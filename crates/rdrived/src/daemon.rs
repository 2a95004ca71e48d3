//! Daemon lifecycle: builds the remote drive handle, the job controller,
//! the mount registry, and the metrics/gRPC servers, then runs until a
//! shutdown signal arrives.

use anyhow::Result;
use rdrive_core::config::RdriveConfig;
use rdrive_core::locks::ShardedLocks;
use rdrive_drive::{OpendalDrive, RemoteDrive};
use rdrive_mount::mounts::MountRegistry;
use rdrive_sync::job::JobController;
use std::sync::Arc;
use tracing::{error, info, warn};

use crate::grpc::RdriveDaemonImpl;
use crate::metrics::HealthState;
use crate::runner::{self, JobContext};
use crate::token_cache;

pub async fn run(config: RdriveConfig) -> Result<()> {
    info!("daemon starting");

    let bucket = std::env::var("RDRIVE_BUCKET").unwrap_or_default();
    let region = std::env::var("RDRIVE_REGION").unwrap_or_else(|_| "us-east-1".into());
    let access_key_id = std::env::var("RDRIVE_ACCESS_KEY_ID").unwrap_or_default();
    let secret_access_key = std::env::var("RDRIVE_SECRET_ACCESS_KEY").unwrap_or_default();

    let op = rdrive_drive::operator::build_from_drive_config(
        &config.drive,
        &bucket,
        &region,
        &access_key_id,
        &secret_access_key,
    )?;
    let drive_id = if config.drive.default_drive_id.is_empty() {
        bucket.clone()
    } else {
        config.drive.default_drive_id.clone()
    };
    let drive: Arc<dyn RemoteDrive> = rdrive_drive::retrying(OpendalDrive::new(op.clone(), drive_id));

    let drive_ok = match rdrive_drive::operator::check_health(&op).await {
        Ok(()) => {
            info!(endpoint = %config.drive.endpoint, "drive reachable");
            true
        }
        Err(e) => {
            warn!(error = %e, "drive health check failed; daemon will start degraded");
            false
        }
    };

    // Access token: loaded once at startup, then kept fresh by a
    // file-watcher on the configured credentials file.
    let token = token_cache::new_shared();
    let _token_watcher = if let Some(ref cred_file) = config.drive.credentials_file {
        token_cache::load_initial(cred_file, &token).await;
        match token_cache::watch(cred_file.clone(), token.clone()) {
            Ok(watcher) => {
                info!(path = %watcher.path().display(), "access token watcher started");
                Some(watcher)
            }
            Err(e) => {
                warn!(error = %e, "access token watcher failed to start");
                None
            }
        }
    } else {
        None
    };

    let cache_dir = config
        .daemon
        .socket
        .parent()
        .unwrap_or_else(|| std::path::Path::new("/var/lib/rdrived"))
        .join("cache");
    let staging_root = cache_dir.join("staging");
    tokio::fs::create_dir_all(&staging_root).await.ok();

    let job_ctx = Arc::new(JobContext {
        drive: drive.clone(),
        config: Arc::new(config.clone()),
        cache_dir,
        staging_root: staging_root.clone(),
        folder_locks: ShardedLocks::default(),
        upload_locks: ShardedLocks::default(),
        token: token.clone(),
    });

    let jobs = JobController::new(runner::make_run_fn(job_ctx));
    for job_id in config.jobs.keys() {
        jobs.register(job_id).await?;
    }
    jobs.reconfigure_schedules(&config.jobs).await;

    // Scheduler tick: checks due jobs once a minute, matching cron's own
    // minute-level resolution.
    let scheduler_jobs = jobs.clone();
    tokio::spawn(async move {
        let mut interval = tokio::time::interval(std::time::Duration::from_secs(60));
        loop {
            interval.tick().await;
            let due = scheduler_jobs.due_jobs(chrono::Utc::now()).await;
            for job_id in due {
                if let Err(e) = scheduler_jobs.enqueue(&job_id, false).await {
                    warn!(job = %job_id, error = %e, "failed to enqueue scheduled run");
                }
            }
        }
    });

    let mounts = Arc::new(MountRegistry::new());

    if let Some(addr) = config.daemon.metrics_addr.clone() {
        let health_state = HealthState { registry: Arc::new(crate::metrics::Registry::default()), drive: drive.clone() };
        tokio::spawn(async move {
            if let Err(e) = crate::metrics::serve(addr, health_state).await {
                error!(error = %e, "metrics server failed");
            }
        });
    }

    notify_ready();

    let socket_path = config.daemon.socket.clone();
    let config = Arc::new(config);
    let impl_ = RdriveDaemonImpl::new(config.clone(), drive.clone(), drive_ok, jobs.clone(), mounts.clone(), staging_root);

    let shutdown_signal = async move {
        let mut sigterm = tokio::signal::unix::signal(tokio::signal::unix::SignalKind::terminate())
            .expect("failed to install SIGTERM handler");

        tokio::select! {
            _ = tokio::signal::ctrl_c() => {
                info!("received SIGINT, initiating graceful shutdown");
            }
            _ = sigterm.recv() => {
                info!("received SIGTERM, initiating graceful shutdown");
            }
        }

        notify_stopping();
        info!("shutdown complete");
    };

    info!(socket = %socket_path.display(), "gRPC: listening");
    crate::grpc::serve(&socket_path, impl_, shutdown_signal).await?;

    let _ = tokio::fs::remove_file(&socket_path).await;
    Ok(())
}

fn notify_ready() {
    if let Ok(socket) = std::env::var("NOTIFY_SOCKET") {
        use std::os::unix::net::UnixDatagram;
        if let Ok(sock) = UnixDatagram::unbound() {
            let _ = sock.send_to(b"READY=1\n", &socket);
            tracing::debug!(notify_socket = %socket, "sent systemd READY=1");
        }
    }
}

fn notify_stopping() {
    if let Ok(socket) = std::env::var("NOTIFY_SOCKET") {
        use std::os::unix::net::UnixDatagram;
        if let Ok(sock) = UnixDatagram::unbound() {
            let _ = sock.send_to(b"STOPPING=1\n", &socket);
            tracing::debug!(notify_socket = %socket, "sent systemd STOPPING=1");
        }
    }
}
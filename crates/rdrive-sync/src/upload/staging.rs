//! Per-part disk staging for arbitrary-offset writers (§4.9 "Write /
//! SetEndOfFile"), sharing the same naming convention and part-size
//! contract as the sequential upload engine in the parent module.
//!
//! `upload_file` streams a known local file sequentially and never needs
//! more than one part buffered at a time. The mount adapter's `WriteFile`
//! callback instead receives writes at arbitrary offsets before the final
//! size is known, so it needs a stateful plan that tracks how much of
//! each part has been written and reports a part complete only once its
//! full length has arrived.

use super::{last_part_len, staging_path, PART_SIZE};
use std::collections::BTreeMap;
use std::fs::OpenOptions;
use std::io::{Seek, SeekFrom, Write};
use std::path::{Path, PathBuf};

/// Tracks per-part staging files for one in-progress upload, accepting
/// writes at arbitrary offsets and reporting which parts become complete.
pub struct PartPlan {
    key: String,
    staging_root: PathBuf,
    total_len: u64,
    /// Bytes written so far into each part, keyed by 0-based part index.
    filled: BTreeMap<u64, u64>,
}

impl PartPlan {
    pub fn new(staging_root: &Path, key: &str, total_len: u64) -> Self {
        Self {
            key: key.to_string(),
            staging_root: staging_root.to_path_buf(),
            total_len,
            filled: BTreeMap::new(),
        }
    }

    pub fn part_count(&self) -> u64 {
        super::ceil_div(self.total_len, PART_SIZE)
    }

    fn part_len(&self, part_index: u64) -> u64 {
        if part_index + 1 == self.part_count() {
            last_part_len(self.total_len, PART_SIZE)
        } else {
            PART_SIZE
        }
    }

    fn path_for(&self, part_index: u64) -> PathBuf {
        staging_path(&self.staging_root, &self.key, part_index)
    }

    /// Writes `buf` at global file offset `offset`, splitting across part
    /// boundaries as needed. Returns the 0-based indices of parts that
    /// reached their full length as a result of this write, in ascending
    /// order, ready to be read back and PUT.
    pub fn write_at(&mut self, offset: u64, buf: &[u8]) -> std::io::Result<Vec<u64>> {
        let mut completed = Vec::new();
        let mut remaining = buf;
        let mut cursor = offset;

        while !remaining.is_empty() {
            let part_index = cursor / PART_SIZE;
            let part_offset = cursor % PART_SIZE;
            let part_len = self.part_len(part_index);
            let space_in_part = (part_len - part_offset).min(remaining.len() as u64) as usize;
            let (chunk, rest) = remaining.split_at(space_in_part);

            let path = self.path_for(part_index);
            if let Some(parent) = path.parent() {
                std::fs::create_dir_all(parent)?;
            }
            let mut file = OpenOptions::new().create(true).write(true).open(&path)?;
            file.seek(SeekFrom::Start(part_offset))?;
            file.write_all(chunk)?;

            let entry = self.filled.entry(part_index).or_insert(0);
            *entry = (*entry).max(part_offset + chunk.len() as u64);
            if *entry >= part_len {
                completed.push(part_index);
            }

            cursor += chunk.len() as u64;
            remaining = rest;
        }

        completed.sort_unstable();
        completed.dedup();
        Ok(completed)
    }

    /// Reads a completed part's staged bytes back for the PUT call.
    pub fn read_part(&self, part_index: u64) -> std::io::Result<Vec<u8>> {
        std::fs::read(self.path_for(part_index))
    }

    /// Removes a part's staging file once its PUT has succeeded.
    pub fn discard_part(&mut self, part_index: u64) {
        let _ = std::fs::remove_file(self.path_for(part_index));
        self.filled.remove(&part_index);
    }

    /// Removes every staging file belonging to this plan, e.g. after the
    /// upload is aborted or `complete` has succeeded for all parts.
    pub fn discard_all(&mut self) {
        for part_index in 0..self.part_count() {
            let _ = std::fs::remove_file(self.path_for(part_index));
        }
        self.filled.clear();
    }

    pub fn is_part_complete(&self, part_index: u64) -> bool {
        self.filled.get(&part_index).copied().unwrap_or(0) >= self.part_len(part_index)
    }
}

#[cfg(test)]
mod tests {
    use super::*;

    #[test]
    fn single_write_spanning_two_parts_completes_only_the_first() {
        let dir = tempfile::tempdir().unwrap();
        let mut plan = PartPlan::new(dir.path(), "a/b.bin", PART_SIZE + 10);

        let buf = vec![1u8; PART_SIZE as usize];
        let completed = plan.write_at(0, &buf).unwrap();
        assert_eq!(completed, vec![0]);
        assert!(plan.is_part_complete(0));
        assert!(!plan.is_part_complete(1));

        let tail = vec![2u8; 10];
        let completed = plan.write_at(PART_SIZE, &tail).unwrap();
        assert_eq!(completed, vec![1]);
        assert!(plan.is_part_complete(1));
    }

    #[test]
    fn out_of_order_writes_still_detect_completion() {
        let dir = tempfile::tempdir().unwrap();
        let mut plan = PartPlan::new(dir.path(), "c.bin", 100);

        let second_half = vec![9u8; 50];
        assert!(plan.write_at(50, &second_half).unwrap().is_empty());
        let first_half = vec![8u8; 50];
        let completed = plan.write_at(0, &first_half).unwrap();
        assert_eq!(completed, vec![0]);

        let contents = plan.read_part(0).unwrap();
        assert_eq!(contents.len(), 100);
        assert_eq!(&contents[..50], &first_half[..]);
        assert_eq!(&contents[50..], &second_half[..]);
    }

    #[test]
    fn discard_all_removes_staging_files() {
        let dir = tempfile::tempdir().unwrap();
        let mut plan = PartPlan::new(dir.path(), "d.bin", 10);
        plan.write_at(0, &[1u8; 10]).unwrap();
        assert!(plan.read_part(0).is_ok());
        plan.discard_all();
        assert!(plan.read_part(0).is_err());
    }
}
//! Glob-based include/exclude filter rules for the scanner and reconciler.
//!
//! Rules are one per line: `*`, `?`, `[...]` globs via the `glob` crate's
//! pattern matcher, `#`-prefixed lines are comments, a leading `/` anchors
//! the rule to the logical root, `**/` is a prefix wildcard matching any
//! depth, and a trailing `/` restricts the rule to directories.

use glob::Pattern;

#[derive(Debug, Clone)]
struct Rule {
    pattern: Pattern,
    anchored: bool,
    dirs_only: bool,
}

#[derive(Debug, Clone, Default)]
pub struct FilterSet {
    rules: Vec<Rule>,
}

impl FilterSet {
    /// Parses filter rules from `#`-commented, newline-separated text.
    pub fn parse(text: &str) -> Self {
        let mut rules = Vec::new();
        for line in text.lines() {
            let line = line.trim();
            if line.is_empty() || line.starts_with('#') {
                continue;
            }
            let anchored = line.starts_with('/');
            let mut body = line.trim_start_matches('/').to_string();
            let dirs_only = body.ends_with('/');
            if dirs_only {
                body.pop();
            }
            let body = body.strip_prefix("**/").map(str::to_string).unwrap_or(body);
            if let Ok(pattern) = Pattern::new(&body) {
                rules.push(Rule {
                    pattern,
                    anchored,
                    dirs_only,
                });
            }
        }
        Self { rules }
    }

    /// Returns `true` if `key` (a logical, forward-slash path) matches any
    /// exclude rule. `is_dir` gates rules written with a trailing slash.
    pub fn excludes(&self, key: &str, is_dir: bool) -> bool {
        self.rules.iter().any(|r| {
            if r.dirs_only && !is_dir {
                return false;
            }
            if r.anchored {
                // `key` is always "<root-name>/<relative>" (`to_key`); an
                // anchored rule binds to the logical root, i.e. the
                // relative part after the root-name segment.
                r.pattern.matches(relative_part(key))
            } else {
                r.pattern.matches(key)
                    || key
                        .rsplit('/')
                        .next()
                        .map(|base| r.pattern.matches(base))
                        .unwrap_or(false)
            }
        })
    }
}

/// Strips the leading `<root-name>/` segment off a key, yielding the
/// root-relative path an anchored rule is matched against.
fn relative_part(key: &str) -> &str {
    key.splitn(2, '/').nth(1).unwrap_or("")
}

#[cfg(test)]
mod tests {
    use super::*;

    #[test]
    fn comments_and_blank_lines_are_ignored() {
        let f = FilterSet::parse("# comment\n\n*.tmp\n");
        assert!(f.excludes("a/b.tmp", false));
        assert!(!f.excludes("a/b.txt", false));
    }

    #[test]
    fn trailing_slash_restricts_to_directories() {
        let f = FilterSet::parse("node_modules/\n");
        assert!(f.excludes("proj/node_modules", true));
        assert!(!f.excludes("proj/node_modules", false));
    }

    #[test]
    fn anchored_rule_binds_to_root() {
        let f = FilterSet::parse("/build\n");
        assert!(f.excludes("myroot/build", false));
        assert!(!f.excludes("myroot/sub/build", false));
    }

    #[test]
    fn anchored_glob_star_star_excludes_deep_path_under_root() {
        // Testable property 7: rule "/a/b/**" excludes "root/a/b/c/d".
        let f = FilterSet::parse("/a/b/**\n");
        assert!(f.excludes("root/a/b/c/d", false));
        assert!(!f.excludes("root/a/other", false));
    }
}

WORK TO COMPLETE
Output should match, line for line, the stretch of the material above from the line holding "the PUT call." through the line holding "let completed = plan.write_at(0, &buf).unwrap();".

EXPECTED OUTPUT
    /// Reads a completed part's staged bytes back for the PUT call.
    pub fn read_part(&self, part_index: u64) -> std::io::Result<Vec<u8>> {
        std::fs::read(self.path_for(part_index))
    }

    /// Removes a part's staging file once its PUT has succeeded.
    pub fn discard_part(&mut self, part_index: u64) {
        let _ = std::fs::remove_file(self.path_for(part_index));
        self.filled.remove(&part_index);
    }

    /// Removes every staging file belonging to this plan, e.g. after the
    /// upload is aborted or `complete` has succeeded for all parts.
    pub fn discard_all(&mut self) {
        for part_index in 0..self.part_count() {
            let _ = std::fs::remove_file(self.path_for(part_index));
        }
        self.filled.clear();
    }

    pub fn is_part_complete(&self, part_index: u64) -> bool {
        self.filled.get(&part_index).copied().unwrap_or(0) >= self.part_len(part_index)
    }
}

#[cfg(test)]
mod tests {
    use super::*;

    #[test]
    fn single_write_spanning_two_parts_completes_only_the_first() {
        let dir = tempfile::tempdir().unwrap();
        let mut plan = PartPlan::new(dir.path(), "a/b.bin", PART_SIZE + 10);

        let buf = vec![1u8; PART_SIZE as usize];
        let completed = plan.write_at(0, &buf).unwrap();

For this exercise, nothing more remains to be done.